Look through the data for the string "sourceMaps". Copy every line where it is found.

━━ Records for this exercise ━━

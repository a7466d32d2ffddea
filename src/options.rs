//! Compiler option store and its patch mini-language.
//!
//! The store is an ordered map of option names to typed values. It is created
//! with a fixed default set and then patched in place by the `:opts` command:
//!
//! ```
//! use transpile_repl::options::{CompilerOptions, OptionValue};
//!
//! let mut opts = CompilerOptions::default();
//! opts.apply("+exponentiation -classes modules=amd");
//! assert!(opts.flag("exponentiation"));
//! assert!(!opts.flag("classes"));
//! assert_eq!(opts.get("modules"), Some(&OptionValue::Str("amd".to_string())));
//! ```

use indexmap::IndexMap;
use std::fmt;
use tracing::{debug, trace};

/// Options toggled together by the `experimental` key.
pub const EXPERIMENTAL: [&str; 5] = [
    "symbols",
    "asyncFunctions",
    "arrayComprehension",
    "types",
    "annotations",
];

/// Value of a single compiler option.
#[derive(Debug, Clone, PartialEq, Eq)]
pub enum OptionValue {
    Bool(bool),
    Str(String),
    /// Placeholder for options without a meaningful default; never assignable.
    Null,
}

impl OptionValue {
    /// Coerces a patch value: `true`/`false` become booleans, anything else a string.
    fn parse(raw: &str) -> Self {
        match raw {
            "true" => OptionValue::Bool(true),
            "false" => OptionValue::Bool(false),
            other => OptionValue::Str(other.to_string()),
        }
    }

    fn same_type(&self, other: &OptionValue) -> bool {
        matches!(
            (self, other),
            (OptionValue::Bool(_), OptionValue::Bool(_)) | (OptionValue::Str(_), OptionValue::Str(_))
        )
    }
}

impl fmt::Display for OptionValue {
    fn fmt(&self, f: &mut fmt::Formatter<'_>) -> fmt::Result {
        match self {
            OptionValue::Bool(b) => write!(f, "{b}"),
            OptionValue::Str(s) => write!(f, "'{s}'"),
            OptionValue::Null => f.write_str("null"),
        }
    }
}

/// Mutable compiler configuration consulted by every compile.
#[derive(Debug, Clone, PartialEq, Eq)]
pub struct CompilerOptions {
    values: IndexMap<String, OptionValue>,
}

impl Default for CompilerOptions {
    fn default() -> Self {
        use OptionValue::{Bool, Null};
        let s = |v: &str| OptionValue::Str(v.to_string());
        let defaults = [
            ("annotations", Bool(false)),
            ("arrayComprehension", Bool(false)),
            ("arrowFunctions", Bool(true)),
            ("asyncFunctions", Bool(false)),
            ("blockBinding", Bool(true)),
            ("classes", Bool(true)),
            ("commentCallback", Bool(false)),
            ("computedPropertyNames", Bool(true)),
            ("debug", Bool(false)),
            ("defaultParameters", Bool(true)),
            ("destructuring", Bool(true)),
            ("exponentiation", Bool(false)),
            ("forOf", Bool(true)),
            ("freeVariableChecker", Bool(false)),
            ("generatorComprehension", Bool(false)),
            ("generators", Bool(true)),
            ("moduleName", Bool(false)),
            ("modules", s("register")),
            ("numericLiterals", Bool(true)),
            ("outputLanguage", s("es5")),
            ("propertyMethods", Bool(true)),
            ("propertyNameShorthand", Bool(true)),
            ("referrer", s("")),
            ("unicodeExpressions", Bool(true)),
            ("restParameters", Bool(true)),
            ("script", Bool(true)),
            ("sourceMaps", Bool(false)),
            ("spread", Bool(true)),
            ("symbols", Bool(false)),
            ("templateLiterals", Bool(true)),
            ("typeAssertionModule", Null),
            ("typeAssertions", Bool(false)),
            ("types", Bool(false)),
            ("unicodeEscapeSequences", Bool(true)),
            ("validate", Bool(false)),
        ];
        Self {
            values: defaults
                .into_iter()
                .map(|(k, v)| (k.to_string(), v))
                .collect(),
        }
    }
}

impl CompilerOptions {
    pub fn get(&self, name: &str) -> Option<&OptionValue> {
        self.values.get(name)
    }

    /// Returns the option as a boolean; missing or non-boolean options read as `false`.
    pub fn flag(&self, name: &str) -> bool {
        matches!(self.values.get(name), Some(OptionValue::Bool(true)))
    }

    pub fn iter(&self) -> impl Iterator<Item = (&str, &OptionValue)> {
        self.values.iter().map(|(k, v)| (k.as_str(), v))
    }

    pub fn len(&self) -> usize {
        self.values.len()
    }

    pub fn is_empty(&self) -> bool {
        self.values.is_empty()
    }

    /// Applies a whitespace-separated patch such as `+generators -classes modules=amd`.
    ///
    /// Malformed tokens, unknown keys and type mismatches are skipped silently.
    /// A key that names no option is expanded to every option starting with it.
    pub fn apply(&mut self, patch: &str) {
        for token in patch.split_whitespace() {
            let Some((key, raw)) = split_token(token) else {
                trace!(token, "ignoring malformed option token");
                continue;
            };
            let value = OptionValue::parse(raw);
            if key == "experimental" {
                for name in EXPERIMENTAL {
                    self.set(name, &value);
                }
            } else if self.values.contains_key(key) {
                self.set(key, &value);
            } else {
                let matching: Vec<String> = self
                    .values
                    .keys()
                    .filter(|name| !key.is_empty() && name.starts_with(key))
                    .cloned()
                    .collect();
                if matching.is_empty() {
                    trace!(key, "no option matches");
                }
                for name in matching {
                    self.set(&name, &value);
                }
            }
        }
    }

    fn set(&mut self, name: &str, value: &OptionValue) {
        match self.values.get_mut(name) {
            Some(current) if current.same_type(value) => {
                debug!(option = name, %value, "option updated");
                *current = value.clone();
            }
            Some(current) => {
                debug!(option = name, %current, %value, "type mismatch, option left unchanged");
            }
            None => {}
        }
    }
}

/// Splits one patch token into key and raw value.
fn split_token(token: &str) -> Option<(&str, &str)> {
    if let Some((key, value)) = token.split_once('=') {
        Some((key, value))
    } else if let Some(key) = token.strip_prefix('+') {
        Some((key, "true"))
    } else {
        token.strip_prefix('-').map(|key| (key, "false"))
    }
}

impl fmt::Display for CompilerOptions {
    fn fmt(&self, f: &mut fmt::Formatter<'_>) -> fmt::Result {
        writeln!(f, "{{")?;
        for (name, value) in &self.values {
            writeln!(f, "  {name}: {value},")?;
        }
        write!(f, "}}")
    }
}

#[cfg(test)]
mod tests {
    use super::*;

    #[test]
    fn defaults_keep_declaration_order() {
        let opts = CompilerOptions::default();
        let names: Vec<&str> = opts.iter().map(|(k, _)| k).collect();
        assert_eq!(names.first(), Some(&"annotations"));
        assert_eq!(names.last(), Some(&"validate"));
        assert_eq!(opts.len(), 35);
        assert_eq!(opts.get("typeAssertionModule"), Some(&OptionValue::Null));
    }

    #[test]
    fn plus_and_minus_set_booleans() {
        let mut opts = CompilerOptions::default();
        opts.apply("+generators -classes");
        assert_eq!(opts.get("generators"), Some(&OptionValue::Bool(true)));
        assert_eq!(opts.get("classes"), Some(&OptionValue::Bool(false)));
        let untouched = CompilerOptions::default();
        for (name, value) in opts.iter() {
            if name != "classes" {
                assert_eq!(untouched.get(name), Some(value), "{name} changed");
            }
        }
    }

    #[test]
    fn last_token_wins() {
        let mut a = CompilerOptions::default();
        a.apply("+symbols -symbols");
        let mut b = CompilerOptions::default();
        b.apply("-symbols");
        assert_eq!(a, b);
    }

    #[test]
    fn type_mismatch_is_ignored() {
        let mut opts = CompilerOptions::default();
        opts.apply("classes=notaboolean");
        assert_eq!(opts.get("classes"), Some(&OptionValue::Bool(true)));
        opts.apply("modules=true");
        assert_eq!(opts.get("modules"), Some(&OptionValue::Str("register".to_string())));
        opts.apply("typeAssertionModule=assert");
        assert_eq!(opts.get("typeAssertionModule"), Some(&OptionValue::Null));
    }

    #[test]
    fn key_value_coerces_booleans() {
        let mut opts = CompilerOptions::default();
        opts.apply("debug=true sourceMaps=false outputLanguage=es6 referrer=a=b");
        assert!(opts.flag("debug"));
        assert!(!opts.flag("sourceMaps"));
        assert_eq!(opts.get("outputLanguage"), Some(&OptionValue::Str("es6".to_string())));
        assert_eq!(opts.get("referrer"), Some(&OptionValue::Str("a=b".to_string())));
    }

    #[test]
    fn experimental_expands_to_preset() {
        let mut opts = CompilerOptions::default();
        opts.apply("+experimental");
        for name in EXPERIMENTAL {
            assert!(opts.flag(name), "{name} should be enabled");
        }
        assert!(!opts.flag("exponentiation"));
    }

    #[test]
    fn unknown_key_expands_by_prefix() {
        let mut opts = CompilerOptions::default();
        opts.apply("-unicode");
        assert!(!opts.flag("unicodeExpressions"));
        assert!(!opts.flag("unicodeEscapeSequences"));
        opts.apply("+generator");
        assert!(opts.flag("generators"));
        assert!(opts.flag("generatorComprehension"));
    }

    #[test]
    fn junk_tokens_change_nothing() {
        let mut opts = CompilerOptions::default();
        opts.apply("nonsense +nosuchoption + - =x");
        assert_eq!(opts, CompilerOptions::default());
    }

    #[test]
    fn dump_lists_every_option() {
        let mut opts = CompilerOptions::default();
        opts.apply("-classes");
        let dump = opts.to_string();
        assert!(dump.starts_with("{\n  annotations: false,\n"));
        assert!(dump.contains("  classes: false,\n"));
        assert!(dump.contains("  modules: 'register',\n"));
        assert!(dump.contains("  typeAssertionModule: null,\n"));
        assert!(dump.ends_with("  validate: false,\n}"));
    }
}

━━━

** Task answer **
            ("sourceMaps", Bool(false)),
        opts.apply("debug=true sourceMaps=false outputLanguage=es6 referrer=a=b");
        assert!(!opts.flag("sourceMaps"));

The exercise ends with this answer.